**WHAT THIS TASK INVOLVES**. After finding the line with "pub struct TokenPair" in the entries below, retype exactly each line from there through the line with "unknown fields (tokens", including that final line.

**Stored items from a collection**.

..........

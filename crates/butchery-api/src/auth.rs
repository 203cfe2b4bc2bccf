//! Auth endpoints.
//!
//! Thin wrappers over [`ApiClient::request`]. Errors come back exactly as
//! the transport produced them; interpreting 401/409 is the caller's job.

use crate::client::{ApiClient, RequestOptions};
use crate::error::ApiResult;
use serde::{Deserialize, Serialize};
use serde_json::json;
use tracing::{debug, info};

pub const REGISTER_PATH: &str = "/auth/register";
pub const LOGIN_PATH: &str = "/auth/login";
pub const LOGOUT_PATH: &str = "/auth/logout";
pub const REFRESH_PATH: &str = "/auth/refresh";
pub const ADMIN_LOGIN_PATH: &str = "/admin/auth/login";

/// Fields posted to the register endpoint.
#[derive(Clone, PartialEq, Eq)]
pub struct RegisterRequest {
    pub full_name: String,
    pub email: String,
    pub phone: String,
    pub password: String,
}

impl std::fmt::Debug for RegisterRequest {
    fn fmt(&self, f: &mut std::fmt::Formatter<'_>) -> std::fmt::Result {
        f.debug_struct("RegisterRequest")
            .field("full_name", &self.full_name)
            .field("email", &self.email)
            .field("phone", &self.phone)
            .field("password", &"[redacted]")
            .finish()
    }
}

/// Access and refresh token issued together.
#[derive(Debug, Clone, PartialEq, Eq, Serialize, Deserialize)]
pub struct TokenPair {
    pub access_token: String,
    pub refresh_token: String,
}

impl TokenPair {
    pub fn new(access_token: impl Into<String>, refresh_token: impl Into<String>) -> Self {
        Self {
            access_token: access_token.into(),
            refresh_token: refresh_token.into(),
        }
    }
}

/// Register response: the created account.
///
/// Decoded leniently. Every field may be missing and unknown fields (tokens
/// issued by some deployments) are ignored; only a null or absent `data`
/// is an error.
#[derive(Debug, Clone, Default, PartialEq, Eq, Deserialize)]
#[serde(default)]
pub struct RegisterResponse {
    pub id: Option<String>,
    pub email: Option<String>,
    pub full_name: Option<String>,
}

/// Login response: the token pair plus an expiry hint in seconds.
#[derive(Debug, Clone, PartialEq, Eq, Deserialize)]
pub struct LoginResponse {
    pub access_token: String,
    pub refresh_token: String,
    #[serde(default)]
    pub expires_in: Option<u64>,
}

impl LoginResponse {
    pub fn into_tokens(self) -> TokenPair {
        TokenPair {
            access_token: self.access_token,
            refresh_token: self.refresh_token,
        }
    }
}

/// Refresh response. The refresh token itself is not rotated.
#[derive(Debug, Clone, PartialEq, Eq, Deserialize)]
pub struct RefreshResponse {
    pub access_token: String,
    #[serde(default)]
    pub expires_in: Option<u64>,
}

impl ApiClient {
    /// Create a customer account. The new account is not logged in by the
    /// client; the caller sends the user to the login page.
    pub async fn register(&self, request: &RegisterRequest) -> ApiResult<RegisterResponse> {
        debug!(email = %request.email, "Registering customer");

        let body = json!({
            "full_name": request.full_name,
            "email": request.email,
            "phone": request.phone,
            "password": request.password,
        });
        let account: RegisterResponse = self
            .request(REGISTER_PATH, RequestOptions::post(body))
            .await?;

        info!(email = %request.email, customer_id = ?account.id, "Customer registered");
        Ok(account)
    }

    /// Customer login.
    pub async fn login(&self, email: &str, password: &str) -> ApiResult<LoginResponse> {
        debug!(email = %email, "Attempting customer login");
        self.login_at(LOGIN_PATH, email, password).await
    }

    /// Back-office login. Same credentials shape as the customer login.
    pub async fn admin_login(&self, email: &str, password: &str) -> ApiResult<LoginResponse> {
        debug!(email = %email, "Attempting admin login");
        self.login_at(ADMIN_LOGIN_PATH, email, password).await
    }

    async fn login_at(&self, path: &str, email: &str, password: &str) -> ApiResult<LoginResponse> {
        let body = json!({
            "email": email,
            "password": password,
        });
        self.request(path, RequestOptions::post(body)).await
    }

    /// Revoke the refresh token server-side. The endpoint returns no
    /// payload.
    pub async fn logout(&self, access_token: &str, refresh_token: &str) -> ApiResult<()> {
        let options =
            RequestOptions::post(json!({ "refresh_token": refresh_token })).bearer(access_token);
        self.send_empty(LOGOUT_PATH, options).await
    }

    /// Exchange the refresh token for a new access token.
    pub async fn refresh(&self, refresh_token: &str) -> ApiResult<RefreshResponse> {
        let body = json!({ "refresh_token": refresh_token });
        self.request(REFRESH_PATH, RequestOptions::post(body)).await
    }
}

#[cfg(test)]
mod tests {
    use super::*;
    use wiremock::matchers::{body_json, header, method, path};
    use wiremock::{Mock, MockServer, ResponseTemplate};

    fn client_for(server: &MockServer) -> ApiClient {
        ApiClient::new(format!("{}/api/v1", server.uri()))
    }

    fn registration() -> RegisterRequest {
        RegisterRequest {
            full_name: "Omar Haddad".to_string(),
            email: "omar@example.com".to_string(),
            phone: "+971501234567".to_string(),
            password: "supersecret".to_string(),
        }
    }

    #[test]
    fn test_register_request_debug_hides_password() {
        let rendered = format!("{:?}", registration());
        assert!(rendered.contains("omar@example.com"));
        assert!(!rendered.contains("supersecret"));
    }

    #[tokio::test]
    async fn test_register_posts_fields_and_returns_account() {
        let server = MockServer::start().await;
        Mock::given(method("POST"))
            .and(path("/api/v1/auth/register"))
            .and(body_json(json!({
                "full_name": "Omar Haddad",
                "email": "omar@example.com",
                "phone": "+971501234567",
                "password": "supersecret"
            })))
            .respond_with(ResponseTemplate::new(201).set_body_json(json!({
                "data": { "id": "c1", "email": "omar@example.com", "full_name": "Omar Haddad" },
                "error": null
            })))
            .expect(1)
            .mount(&server)
            .await;

        let account = client_for(&server).register(&registration()).await.unwrap();
        assert_eq!(account.id.as_deref(), Some("c1"));
        assert_eq!(account.full_name.as_deref(), Some("Omar Haddad"));
    }

    #[tokio::test]
    async fn test_register_accepts_token_pair_payload() {
        let server = MockServer::start().await;
        Mock::given(method("POST"))
            .and(path("/api/v1/auth/register"))
            .respond_with(ResponseTemplate::new(201).set_body_json(json!({
                "data": { "access_token": "A", "refresh_token": "B" }
            })))
            .mount(&server)
            .await;

        let account = client_for(&server).register(&registration()).await.unwrap();
        assert_eq!(account, RegisterResponse::default());
    }

    #[tokio::test]
    async fn test_register_null_data_is_an_error() {
        let server = MockServer::start().await;
        Mock::given(method("POST"))
            .and(path("/api/v1/auth/register"))
            .respond_with(ResponseTemplate::new(201).set_body_json(json!({
                "data": null,
                "error": null
            })))
            .mount(&server)
            .await;

        let err = client_for(&server)
            .register(&registration())
            .await
            .unwrap_err();
        assert_eq!(err.kind, crate::ApiErrorKind::MissingData);
        assert_eq!(err.status, 201);
    }

    #[tokio::test]
    async fn test_register_conflict_propagates_409() {
        let server = MockServer::start().await;
        Mock::given(method("POST"))
            .and(path("/api/v1/auth/register"))
            .respond_with(ResponseTemplate::new(409).set_body_json(json!({
                "data": null,
                "error": "email already registered"
            })))
            .mount(&server)
            .await;

        let err = client_for(&server)
            .register(&registration())
            .await
            .unwrap_err();
        assert_eq!(err.status, 409);
        assert_eq!(err.message, "email already registered");
    }

    #[tokio::test]
    async fn test_login_returns_tokens_and_expiry() {
        let server = MockServer::start().await;
        Mock::given(method("POST"))
            .and(path("/api/v1/auth/login"))
            .and(body_json(json!({ "email": "omar@example.com", "password": "pw" })))
            .respond_with(ResponseTemplate::new(200).set_body_json(json!({
                "data": { "access_token": "A", "refresh_token": "B", "expires_in": 900 }
            })))
            .mount(&server)
            .await;

        let response = client_for(&server)
            .login("omar@example.com", "pw")
            .await
            .unwrap();
        assert_eq!(response.expires_in, Some(900));
        assert_eq!(response.into_tokens(), TokenPair::new("A", "B"));
    }

    #[tokio::test]
    async fn test_login_unauthorized_propagates_401() {
        let server = MockServer::start().await;
        Mock::given(method("POST"))
            .and(path("/api/v1/auth/login"))
            .respond_with(ResponseTemplate::new(401).set_body_json(json!({
                "data": null,
                "error": "invalid email or password"
            })))
            .mount(&server)
            .await;

        let err = client_for(&server)
            .login("omar@example.com", "wrong")
            .await
            .unwrap_err();
        assert_eq!(err.status, 401);
    }

    #[tokio::test]
    async fn test_admin_login_uses_admin_path() {
        let server = MockServer::start().await;
        Mock::given(method("POST"))
            .and(path("/api/v1/admin/auth/login"))
            .respond_with(ResponseTemplate::new(200).set_body_json(json!({
                "data": { "access_token": "AA", "refresh_token": "AB", "expires_in": 900 }
            })))
            .expect(1)
            .mount(&server)
            .await;

        let response = client_for(&server)
            .admin_login("admin@butchery.ae", "pw")
            .await
            .unwrap();
        assert_eq!(response.access_token, "AA");
    }

    #[tokio::test]
    async fn test_logout_sends_bearer_and_refresh_token() {
        let server = MockServer::start().await;
        Mock::given(method("POST"))
            .and(path("/api/v1/auth/logout"))
            .and(header("Authorization", "Bearer A"))
            .and(header("Content-Type", "application/json"))
            .and(body_json(json!({ "refresh_token": "B" })))
            .respond_with(ResponseTemplate::new(204))
            .expect(1)
            .mount(&server)
            .await;

        client_for(&server).logout("A", "B").await.unwrap();
    }

    #[tokio::test]
    async fn test_logout_failure_is_returned_to_caller() {
        let server = MockServer::start().await;
        Mock::given(method("POST"))
            .and(path("/api/v1/auth/logout"))
            .respond_with(ResponseTemplate::new(401).set_body_json(json!({
                "data": null,
                "error": "token expired"
            })))
            .mount(&server)
            .await;

        let err = client_for(&server).logout("A", "B").await.unwrap_err();
        assert_eq!(err.status, 401);
        assert_eq!(err.message, "token expired");
    }

    #[tokio::test]
    async fn test_refresh_returns_new_access_token() {
        let server = MockServer::start().await;
        Mock::given(method("POST"))
            .and(path("/api/v1/auth/refresh"))
            .and(body_json(json!({ "refresh_token": "B" })))
            .respond_with(ResponseTemplate::new(200).set_body_json(json!({
                "data": { "access_token": "A2", "expires_in": 900 }
            })))
            .mount(&server)
            .await;

        let response = client_for(&server).refresh("B").await.unwrap();
        assert_eq!(response.access_token, "A2");
        assert_eq!(response.expires_in, Some(900));
    }
}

..........

**TASK OUTPUT**.
pub struct TokenPair {
    pub access_token: String,
    pub refresh_token: String,
}

impl TokenPair {
    pub fn new(access_token: impl Into<String>, refresh_token: impl Into<String>) -> Self {
        Self {
            access_token: access_token.into(),
            refresh_token: refresh_token.into(),
        }
    }
}

/// Register response: the created account.
///
/// Decoded leniently. Every field may be missing and unknown fields (tokens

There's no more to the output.